Your goal: Filter the lines below, keeping each one that holds "match".

Exercise input:
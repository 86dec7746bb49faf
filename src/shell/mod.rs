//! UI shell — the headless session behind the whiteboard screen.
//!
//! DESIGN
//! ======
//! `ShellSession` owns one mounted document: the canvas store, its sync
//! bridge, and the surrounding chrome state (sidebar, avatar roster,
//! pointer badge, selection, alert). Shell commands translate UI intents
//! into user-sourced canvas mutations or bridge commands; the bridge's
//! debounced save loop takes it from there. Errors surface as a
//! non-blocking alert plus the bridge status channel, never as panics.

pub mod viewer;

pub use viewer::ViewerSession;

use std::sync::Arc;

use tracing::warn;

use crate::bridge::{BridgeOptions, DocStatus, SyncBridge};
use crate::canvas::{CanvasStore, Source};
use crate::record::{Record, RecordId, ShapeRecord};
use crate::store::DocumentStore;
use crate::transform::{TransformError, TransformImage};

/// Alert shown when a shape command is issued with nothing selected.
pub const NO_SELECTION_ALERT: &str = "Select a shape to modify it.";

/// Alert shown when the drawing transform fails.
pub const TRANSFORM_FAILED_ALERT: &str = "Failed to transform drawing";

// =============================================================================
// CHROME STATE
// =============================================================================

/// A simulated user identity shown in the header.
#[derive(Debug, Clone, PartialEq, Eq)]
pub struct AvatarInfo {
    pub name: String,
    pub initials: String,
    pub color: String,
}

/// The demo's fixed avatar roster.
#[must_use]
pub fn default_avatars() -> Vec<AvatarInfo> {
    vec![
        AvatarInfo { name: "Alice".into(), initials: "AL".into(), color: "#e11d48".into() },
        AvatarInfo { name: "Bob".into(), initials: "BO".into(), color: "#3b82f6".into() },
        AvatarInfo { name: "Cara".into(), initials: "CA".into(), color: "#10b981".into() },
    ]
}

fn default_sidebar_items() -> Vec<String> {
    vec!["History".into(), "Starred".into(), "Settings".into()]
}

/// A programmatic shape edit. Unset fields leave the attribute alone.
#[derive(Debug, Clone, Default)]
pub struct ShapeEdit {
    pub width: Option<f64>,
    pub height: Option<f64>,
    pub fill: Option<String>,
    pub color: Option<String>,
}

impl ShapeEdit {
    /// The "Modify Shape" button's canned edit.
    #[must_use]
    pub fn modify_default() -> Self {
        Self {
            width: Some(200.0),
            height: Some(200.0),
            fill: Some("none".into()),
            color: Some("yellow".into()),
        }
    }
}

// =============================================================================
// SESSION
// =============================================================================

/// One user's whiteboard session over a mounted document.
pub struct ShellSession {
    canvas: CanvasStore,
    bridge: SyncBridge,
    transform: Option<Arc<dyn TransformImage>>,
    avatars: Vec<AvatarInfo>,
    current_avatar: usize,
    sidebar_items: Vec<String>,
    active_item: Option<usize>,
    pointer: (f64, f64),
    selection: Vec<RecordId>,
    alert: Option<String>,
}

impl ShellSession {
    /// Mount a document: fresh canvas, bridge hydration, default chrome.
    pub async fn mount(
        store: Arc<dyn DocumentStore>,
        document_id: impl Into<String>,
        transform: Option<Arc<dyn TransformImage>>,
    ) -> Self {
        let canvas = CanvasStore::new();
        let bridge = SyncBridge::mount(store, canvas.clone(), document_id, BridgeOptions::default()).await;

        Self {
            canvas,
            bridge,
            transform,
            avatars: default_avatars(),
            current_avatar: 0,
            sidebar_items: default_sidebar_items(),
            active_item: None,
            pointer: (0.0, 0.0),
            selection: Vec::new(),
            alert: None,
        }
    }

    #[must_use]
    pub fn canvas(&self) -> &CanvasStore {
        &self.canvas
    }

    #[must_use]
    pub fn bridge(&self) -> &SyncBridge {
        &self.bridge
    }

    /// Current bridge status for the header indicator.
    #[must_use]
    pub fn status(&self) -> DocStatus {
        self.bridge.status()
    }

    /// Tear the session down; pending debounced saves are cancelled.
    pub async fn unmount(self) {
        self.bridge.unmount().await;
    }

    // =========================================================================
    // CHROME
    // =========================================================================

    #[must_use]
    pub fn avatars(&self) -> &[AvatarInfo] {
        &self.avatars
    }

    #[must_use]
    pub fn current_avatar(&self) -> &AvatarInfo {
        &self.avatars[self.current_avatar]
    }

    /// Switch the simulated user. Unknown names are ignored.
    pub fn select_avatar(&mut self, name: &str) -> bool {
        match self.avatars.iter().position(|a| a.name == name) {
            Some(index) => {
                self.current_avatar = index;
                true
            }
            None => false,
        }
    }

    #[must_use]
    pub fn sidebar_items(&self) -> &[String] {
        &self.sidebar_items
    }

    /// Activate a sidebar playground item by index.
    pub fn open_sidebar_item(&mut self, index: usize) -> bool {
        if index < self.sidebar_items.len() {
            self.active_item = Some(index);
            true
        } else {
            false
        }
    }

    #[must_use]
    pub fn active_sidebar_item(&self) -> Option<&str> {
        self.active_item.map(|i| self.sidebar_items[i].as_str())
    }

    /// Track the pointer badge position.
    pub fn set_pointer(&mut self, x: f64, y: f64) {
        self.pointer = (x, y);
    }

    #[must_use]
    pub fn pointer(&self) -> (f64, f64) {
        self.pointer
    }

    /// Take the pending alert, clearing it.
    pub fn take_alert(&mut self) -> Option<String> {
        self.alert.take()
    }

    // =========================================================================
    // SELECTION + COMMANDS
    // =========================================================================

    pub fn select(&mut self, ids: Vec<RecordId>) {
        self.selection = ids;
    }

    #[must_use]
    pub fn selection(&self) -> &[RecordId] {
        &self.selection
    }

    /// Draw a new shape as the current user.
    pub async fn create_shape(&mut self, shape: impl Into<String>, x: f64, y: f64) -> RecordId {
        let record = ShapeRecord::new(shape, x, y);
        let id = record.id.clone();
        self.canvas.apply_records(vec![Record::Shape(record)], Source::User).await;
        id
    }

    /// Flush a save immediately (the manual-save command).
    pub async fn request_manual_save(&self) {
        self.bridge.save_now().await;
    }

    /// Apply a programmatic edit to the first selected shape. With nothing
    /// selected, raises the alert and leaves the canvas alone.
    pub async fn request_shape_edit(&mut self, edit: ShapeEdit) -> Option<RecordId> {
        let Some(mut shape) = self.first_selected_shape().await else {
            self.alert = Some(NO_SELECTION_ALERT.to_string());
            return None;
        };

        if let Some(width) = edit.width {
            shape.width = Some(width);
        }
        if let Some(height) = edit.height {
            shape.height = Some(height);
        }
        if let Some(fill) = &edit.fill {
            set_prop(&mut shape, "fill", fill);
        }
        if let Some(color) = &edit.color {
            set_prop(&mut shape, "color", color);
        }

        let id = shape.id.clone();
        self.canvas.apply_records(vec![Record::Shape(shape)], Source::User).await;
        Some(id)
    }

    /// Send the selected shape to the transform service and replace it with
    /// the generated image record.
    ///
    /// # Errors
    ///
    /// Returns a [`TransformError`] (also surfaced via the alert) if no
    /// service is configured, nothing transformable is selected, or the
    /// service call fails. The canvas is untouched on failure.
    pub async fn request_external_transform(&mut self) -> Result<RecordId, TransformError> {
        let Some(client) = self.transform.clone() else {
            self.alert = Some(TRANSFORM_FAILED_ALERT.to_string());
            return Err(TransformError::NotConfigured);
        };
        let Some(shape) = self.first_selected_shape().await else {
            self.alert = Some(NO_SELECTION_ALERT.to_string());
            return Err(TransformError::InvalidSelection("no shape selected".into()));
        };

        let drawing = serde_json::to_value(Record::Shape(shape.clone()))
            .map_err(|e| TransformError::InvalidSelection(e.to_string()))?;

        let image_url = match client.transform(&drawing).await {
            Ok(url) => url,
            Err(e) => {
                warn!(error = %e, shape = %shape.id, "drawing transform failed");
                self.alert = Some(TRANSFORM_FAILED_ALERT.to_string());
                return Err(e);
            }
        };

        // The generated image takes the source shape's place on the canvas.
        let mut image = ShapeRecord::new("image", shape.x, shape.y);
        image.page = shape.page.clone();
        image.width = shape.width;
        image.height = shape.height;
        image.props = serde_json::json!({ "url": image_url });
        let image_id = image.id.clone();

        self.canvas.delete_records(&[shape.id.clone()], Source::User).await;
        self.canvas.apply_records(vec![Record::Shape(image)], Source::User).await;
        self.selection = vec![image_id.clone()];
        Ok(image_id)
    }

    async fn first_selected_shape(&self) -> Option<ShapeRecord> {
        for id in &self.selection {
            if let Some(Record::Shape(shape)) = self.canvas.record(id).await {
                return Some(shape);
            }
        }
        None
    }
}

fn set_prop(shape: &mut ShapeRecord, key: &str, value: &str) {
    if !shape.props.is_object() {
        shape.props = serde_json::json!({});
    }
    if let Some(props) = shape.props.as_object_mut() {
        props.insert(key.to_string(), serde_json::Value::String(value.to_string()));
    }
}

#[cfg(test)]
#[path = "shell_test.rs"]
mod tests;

Solution for this problem:
        match self.avatars.iter().position(|a| a.name == name) {
        let image_url = match client.transform(&drawing).await {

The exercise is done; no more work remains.